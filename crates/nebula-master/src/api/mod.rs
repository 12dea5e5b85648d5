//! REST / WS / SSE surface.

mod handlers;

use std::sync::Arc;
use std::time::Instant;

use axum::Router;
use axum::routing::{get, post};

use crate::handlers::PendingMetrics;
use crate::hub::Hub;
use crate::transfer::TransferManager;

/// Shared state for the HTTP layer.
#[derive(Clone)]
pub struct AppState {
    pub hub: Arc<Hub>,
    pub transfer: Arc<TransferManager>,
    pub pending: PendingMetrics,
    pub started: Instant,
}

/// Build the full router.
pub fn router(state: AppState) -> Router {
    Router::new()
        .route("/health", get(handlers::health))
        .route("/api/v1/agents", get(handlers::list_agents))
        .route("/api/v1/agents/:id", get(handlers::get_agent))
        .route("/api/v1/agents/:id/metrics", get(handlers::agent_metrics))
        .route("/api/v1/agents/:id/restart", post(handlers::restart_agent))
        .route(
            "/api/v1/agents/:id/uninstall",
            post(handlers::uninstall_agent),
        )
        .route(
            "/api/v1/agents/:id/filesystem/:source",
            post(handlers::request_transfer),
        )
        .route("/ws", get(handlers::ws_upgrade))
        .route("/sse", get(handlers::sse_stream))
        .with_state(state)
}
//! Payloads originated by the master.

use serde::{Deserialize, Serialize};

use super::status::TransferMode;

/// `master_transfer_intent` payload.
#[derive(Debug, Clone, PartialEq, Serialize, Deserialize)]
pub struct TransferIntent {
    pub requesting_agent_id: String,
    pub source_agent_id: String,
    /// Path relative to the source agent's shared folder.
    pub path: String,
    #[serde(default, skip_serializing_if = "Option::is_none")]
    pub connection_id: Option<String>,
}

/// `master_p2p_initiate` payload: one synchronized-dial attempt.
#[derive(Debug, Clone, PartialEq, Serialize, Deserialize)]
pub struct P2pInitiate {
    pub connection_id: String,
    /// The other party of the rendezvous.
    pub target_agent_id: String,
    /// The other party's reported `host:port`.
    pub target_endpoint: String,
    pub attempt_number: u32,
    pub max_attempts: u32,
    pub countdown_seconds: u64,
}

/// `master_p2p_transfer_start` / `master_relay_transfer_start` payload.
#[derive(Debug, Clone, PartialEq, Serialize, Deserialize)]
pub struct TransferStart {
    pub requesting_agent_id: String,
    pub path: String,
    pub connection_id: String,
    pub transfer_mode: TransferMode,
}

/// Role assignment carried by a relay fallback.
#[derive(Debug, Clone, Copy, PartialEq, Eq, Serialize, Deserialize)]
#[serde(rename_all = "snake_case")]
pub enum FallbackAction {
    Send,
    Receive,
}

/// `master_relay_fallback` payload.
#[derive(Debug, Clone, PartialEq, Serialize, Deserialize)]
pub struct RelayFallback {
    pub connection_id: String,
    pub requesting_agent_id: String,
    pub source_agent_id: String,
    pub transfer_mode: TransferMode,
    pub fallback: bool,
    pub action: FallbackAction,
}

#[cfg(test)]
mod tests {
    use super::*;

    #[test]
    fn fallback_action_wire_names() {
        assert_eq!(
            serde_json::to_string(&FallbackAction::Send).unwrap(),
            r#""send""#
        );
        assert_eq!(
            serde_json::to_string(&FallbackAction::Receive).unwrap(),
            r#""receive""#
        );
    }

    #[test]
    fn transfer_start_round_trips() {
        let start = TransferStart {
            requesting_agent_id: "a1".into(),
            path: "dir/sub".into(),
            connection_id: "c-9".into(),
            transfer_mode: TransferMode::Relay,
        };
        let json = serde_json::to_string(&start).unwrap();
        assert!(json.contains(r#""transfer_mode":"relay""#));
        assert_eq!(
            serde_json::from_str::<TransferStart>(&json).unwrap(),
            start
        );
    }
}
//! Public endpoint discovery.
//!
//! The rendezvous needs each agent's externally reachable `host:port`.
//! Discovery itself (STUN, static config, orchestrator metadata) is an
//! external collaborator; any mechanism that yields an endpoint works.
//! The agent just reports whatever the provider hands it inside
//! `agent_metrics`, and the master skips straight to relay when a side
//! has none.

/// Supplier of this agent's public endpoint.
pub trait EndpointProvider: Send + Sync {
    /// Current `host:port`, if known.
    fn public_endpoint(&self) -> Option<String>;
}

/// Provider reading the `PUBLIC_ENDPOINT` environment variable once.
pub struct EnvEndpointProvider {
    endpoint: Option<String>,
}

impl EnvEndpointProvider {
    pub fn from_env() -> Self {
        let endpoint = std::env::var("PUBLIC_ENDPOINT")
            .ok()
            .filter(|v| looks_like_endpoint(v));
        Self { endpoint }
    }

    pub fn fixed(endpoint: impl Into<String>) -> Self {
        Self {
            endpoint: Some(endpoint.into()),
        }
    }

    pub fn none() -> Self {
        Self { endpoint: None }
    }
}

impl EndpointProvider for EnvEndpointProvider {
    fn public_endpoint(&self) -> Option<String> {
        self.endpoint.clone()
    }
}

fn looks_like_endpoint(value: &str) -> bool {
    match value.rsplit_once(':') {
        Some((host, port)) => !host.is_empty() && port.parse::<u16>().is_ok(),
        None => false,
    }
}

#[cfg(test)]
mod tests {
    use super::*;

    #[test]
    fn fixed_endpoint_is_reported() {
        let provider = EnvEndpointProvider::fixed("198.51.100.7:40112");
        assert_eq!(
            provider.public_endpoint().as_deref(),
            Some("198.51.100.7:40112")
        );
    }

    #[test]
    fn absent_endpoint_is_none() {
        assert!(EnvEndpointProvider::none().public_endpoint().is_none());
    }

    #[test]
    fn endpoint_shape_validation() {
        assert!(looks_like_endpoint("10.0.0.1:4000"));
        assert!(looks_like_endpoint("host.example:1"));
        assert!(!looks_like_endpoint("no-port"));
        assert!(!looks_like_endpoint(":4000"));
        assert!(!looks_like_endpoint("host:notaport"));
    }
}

* * *

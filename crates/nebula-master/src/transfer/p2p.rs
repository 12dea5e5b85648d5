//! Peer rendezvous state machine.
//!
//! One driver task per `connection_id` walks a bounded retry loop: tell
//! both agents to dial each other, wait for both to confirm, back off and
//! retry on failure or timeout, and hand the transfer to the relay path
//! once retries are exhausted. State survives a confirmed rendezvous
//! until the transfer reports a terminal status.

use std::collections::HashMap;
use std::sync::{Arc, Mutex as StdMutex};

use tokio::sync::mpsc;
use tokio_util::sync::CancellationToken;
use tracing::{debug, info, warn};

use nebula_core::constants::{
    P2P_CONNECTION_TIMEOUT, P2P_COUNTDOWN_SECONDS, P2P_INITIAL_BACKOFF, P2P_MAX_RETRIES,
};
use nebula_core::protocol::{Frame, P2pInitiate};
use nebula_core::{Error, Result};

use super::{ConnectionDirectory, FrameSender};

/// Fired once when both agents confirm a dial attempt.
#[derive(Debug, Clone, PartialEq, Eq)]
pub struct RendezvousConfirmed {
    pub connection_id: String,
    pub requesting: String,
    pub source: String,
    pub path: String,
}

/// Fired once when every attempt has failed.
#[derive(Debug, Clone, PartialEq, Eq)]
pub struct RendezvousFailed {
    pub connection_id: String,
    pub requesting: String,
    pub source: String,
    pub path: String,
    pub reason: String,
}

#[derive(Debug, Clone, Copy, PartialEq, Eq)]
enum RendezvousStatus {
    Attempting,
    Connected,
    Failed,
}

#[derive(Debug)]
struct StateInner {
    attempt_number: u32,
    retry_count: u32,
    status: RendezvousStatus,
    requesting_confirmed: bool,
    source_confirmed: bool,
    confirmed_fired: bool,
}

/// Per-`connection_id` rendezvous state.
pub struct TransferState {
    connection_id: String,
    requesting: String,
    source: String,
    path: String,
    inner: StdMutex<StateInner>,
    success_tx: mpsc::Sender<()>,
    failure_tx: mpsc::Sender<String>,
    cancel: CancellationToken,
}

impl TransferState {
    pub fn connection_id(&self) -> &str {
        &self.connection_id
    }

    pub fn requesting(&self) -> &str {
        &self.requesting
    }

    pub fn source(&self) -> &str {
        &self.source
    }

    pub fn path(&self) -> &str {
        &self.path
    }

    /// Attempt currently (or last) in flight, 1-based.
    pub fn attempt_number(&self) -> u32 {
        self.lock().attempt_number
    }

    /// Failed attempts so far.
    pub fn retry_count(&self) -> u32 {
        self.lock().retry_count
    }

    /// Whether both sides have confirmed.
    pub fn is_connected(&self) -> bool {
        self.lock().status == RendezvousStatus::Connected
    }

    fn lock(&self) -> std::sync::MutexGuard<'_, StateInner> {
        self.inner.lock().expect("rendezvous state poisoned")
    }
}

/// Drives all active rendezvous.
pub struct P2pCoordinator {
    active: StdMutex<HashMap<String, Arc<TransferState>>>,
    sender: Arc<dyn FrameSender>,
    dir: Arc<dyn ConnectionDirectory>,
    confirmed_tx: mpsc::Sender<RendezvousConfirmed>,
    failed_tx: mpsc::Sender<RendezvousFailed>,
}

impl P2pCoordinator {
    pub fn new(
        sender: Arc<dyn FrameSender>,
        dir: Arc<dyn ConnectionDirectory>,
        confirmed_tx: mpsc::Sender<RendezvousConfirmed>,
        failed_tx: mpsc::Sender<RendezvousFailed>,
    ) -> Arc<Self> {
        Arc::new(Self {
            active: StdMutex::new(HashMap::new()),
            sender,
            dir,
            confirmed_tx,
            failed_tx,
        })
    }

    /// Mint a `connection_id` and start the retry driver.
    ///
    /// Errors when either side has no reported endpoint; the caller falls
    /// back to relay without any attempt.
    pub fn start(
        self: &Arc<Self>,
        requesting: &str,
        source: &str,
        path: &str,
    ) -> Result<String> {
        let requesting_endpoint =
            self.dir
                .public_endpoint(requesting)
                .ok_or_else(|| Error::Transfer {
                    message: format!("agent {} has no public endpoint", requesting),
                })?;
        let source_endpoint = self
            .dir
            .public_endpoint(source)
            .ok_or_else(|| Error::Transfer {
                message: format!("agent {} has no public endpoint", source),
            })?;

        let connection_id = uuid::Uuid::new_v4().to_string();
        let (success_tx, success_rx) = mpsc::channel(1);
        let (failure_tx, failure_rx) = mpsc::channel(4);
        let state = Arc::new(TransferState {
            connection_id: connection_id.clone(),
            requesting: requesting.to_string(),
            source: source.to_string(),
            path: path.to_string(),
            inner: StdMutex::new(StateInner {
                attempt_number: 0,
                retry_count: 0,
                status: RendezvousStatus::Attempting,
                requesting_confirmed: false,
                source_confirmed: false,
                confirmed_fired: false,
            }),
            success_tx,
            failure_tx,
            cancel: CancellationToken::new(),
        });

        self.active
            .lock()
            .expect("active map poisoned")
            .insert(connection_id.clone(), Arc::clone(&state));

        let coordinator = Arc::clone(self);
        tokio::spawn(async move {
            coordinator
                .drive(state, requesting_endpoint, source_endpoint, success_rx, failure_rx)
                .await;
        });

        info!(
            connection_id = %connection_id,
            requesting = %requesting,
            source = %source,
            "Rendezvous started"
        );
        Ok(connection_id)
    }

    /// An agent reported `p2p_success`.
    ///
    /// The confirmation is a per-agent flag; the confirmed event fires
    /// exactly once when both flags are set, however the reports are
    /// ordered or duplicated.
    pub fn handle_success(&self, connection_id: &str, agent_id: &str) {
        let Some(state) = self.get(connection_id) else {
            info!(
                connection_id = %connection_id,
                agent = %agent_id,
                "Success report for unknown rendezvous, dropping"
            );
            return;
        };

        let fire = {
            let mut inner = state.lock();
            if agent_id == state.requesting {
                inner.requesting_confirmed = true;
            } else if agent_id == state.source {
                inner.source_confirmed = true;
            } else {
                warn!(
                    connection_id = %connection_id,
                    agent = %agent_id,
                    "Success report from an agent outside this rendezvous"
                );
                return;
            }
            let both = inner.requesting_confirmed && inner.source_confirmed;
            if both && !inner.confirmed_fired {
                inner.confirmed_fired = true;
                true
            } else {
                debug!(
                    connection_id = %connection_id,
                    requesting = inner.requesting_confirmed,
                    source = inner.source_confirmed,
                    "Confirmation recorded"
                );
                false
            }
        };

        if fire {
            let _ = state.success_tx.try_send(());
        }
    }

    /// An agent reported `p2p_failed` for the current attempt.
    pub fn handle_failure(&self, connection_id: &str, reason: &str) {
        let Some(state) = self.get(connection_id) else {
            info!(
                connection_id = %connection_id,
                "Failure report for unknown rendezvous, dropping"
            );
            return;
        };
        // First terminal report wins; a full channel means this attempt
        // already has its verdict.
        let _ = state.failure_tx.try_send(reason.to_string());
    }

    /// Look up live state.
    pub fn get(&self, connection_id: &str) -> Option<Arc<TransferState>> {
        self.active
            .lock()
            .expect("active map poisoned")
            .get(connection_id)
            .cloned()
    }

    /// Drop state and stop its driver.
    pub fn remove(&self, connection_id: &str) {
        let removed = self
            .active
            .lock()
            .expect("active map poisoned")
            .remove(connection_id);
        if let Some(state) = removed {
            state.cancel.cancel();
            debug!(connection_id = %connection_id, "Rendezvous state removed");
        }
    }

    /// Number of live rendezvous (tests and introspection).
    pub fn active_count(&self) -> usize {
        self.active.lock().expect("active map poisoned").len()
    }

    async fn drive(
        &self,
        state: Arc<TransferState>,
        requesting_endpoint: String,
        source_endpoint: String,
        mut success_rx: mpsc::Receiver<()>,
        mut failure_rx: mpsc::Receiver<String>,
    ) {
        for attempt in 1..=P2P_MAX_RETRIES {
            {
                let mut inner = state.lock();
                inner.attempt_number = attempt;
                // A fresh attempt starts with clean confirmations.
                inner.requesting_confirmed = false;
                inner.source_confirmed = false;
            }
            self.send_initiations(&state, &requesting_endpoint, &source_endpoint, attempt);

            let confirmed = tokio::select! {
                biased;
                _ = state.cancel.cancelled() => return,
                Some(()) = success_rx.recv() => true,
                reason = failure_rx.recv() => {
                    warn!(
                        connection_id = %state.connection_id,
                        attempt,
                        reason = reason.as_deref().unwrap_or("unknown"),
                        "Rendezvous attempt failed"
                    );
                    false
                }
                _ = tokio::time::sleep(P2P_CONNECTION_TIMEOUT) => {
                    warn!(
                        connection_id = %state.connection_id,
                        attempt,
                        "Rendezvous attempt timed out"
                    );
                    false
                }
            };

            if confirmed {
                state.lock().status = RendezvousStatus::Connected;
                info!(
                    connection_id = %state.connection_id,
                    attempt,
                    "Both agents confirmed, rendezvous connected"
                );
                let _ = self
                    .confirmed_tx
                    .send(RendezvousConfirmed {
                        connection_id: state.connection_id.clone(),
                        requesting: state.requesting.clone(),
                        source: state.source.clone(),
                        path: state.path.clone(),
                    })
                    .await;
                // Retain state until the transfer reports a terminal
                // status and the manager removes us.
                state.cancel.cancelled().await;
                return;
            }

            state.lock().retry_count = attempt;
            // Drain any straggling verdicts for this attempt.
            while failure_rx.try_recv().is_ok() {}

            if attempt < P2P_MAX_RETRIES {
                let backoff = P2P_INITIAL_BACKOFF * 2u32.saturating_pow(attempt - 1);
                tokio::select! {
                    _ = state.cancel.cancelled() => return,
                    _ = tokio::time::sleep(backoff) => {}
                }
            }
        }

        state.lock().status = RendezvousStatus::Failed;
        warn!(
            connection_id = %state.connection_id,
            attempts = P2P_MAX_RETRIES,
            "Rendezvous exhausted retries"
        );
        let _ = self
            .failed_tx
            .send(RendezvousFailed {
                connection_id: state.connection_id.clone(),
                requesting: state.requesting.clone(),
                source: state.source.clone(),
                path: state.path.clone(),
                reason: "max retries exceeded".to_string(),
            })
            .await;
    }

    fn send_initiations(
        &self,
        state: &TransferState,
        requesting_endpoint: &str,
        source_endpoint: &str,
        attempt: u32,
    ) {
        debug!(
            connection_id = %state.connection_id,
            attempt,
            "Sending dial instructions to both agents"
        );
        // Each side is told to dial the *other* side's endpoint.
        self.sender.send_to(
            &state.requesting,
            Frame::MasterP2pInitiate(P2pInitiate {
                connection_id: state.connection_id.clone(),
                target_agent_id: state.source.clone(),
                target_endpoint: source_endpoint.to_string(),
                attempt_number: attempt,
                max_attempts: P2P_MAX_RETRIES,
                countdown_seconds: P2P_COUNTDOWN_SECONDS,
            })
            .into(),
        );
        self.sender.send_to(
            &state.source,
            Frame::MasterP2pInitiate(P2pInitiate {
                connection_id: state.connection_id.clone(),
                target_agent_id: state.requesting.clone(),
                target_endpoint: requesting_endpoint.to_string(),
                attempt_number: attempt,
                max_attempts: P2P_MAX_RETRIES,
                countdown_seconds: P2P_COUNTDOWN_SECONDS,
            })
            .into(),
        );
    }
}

--

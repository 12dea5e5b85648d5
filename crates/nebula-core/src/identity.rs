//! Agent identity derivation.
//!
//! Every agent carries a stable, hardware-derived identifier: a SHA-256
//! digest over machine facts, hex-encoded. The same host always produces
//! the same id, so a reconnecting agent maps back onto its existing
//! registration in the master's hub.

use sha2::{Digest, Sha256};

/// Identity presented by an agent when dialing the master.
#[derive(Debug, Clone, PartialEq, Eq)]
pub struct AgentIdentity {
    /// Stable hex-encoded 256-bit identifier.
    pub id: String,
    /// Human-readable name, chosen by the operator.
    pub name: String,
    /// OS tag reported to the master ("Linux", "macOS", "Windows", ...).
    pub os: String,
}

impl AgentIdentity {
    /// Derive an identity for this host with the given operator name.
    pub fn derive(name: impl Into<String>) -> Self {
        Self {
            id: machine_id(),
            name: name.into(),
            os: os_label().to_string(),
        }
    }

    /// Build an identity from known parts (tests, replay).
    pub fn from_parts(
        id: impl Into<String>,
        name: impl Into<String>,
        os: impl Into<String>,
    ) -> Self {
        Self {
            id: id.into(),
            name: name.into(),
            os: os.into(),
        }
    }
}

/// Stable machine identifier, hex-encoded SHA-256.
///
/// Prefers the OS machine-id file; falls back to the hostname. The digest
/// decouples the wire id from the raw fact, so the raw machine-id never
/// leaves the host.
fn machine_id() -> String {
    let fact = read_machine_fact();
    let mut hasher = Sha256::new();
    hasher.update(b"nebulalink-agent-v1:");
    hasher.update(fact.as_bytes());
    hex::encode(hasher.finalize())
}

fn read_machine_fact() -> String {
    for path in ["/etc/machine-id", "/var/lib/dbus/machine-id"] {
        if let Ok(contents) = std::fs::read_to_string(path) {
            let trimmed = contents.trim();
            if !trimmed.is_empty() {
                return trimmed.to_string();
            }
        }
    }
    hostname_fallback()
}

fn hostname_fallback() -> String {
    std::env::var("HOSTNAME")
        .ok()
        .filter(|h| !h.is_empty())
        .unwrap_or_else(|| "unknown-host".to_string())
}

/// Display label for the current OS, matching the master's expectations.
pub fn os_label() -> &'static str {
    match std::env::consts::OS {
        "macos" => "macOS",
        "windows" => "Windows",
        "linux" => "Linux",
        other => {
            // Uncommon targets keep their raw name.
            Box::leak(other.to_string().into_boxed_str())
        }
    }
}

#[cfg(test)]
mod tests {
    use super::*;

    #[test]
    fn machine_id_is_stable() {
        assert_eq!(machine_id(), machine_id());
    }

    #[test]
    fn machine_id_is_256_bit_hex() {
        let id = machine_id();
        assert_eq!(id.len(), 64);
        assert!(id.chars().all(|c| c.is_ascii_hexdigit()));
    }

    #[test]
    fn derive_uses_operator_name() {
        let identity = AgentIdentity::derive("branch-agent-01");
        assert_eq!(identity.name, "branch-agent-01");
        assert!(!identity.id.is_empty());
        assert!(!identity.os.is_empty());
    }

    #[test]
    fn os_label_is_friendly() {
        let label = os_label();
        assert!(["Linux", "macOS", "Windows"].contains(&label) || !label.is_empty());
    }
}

The problem:
Your task for the entries above: copy exactly the span starting with the line with "filename crates/nebula-core/src/identity.rs" and going on through the line with "hex-encoded 256-bit identifier.", both lines included, and nothing else.

The completed task:
filename crates/nebula-core/src/identity.rs
//! Agent identity derivation.
//!
//! Every agent carries a stable, hardware-derived identifier: a SHA-256
//! digest over machine facts, hex-encoded. The same host always produces
//! the same id, so a reconnecting agent maps back onto its existing
//! registration in the master's hub.

use sha2::{Digest, Sha256};

/// Identity presented by an agent when dialing the master.
#[derive(Debug, Clone, PartialEq, Eq)]
pub struct AgentIdentity {
    /// Stable hex-encoded 256-bit identifier.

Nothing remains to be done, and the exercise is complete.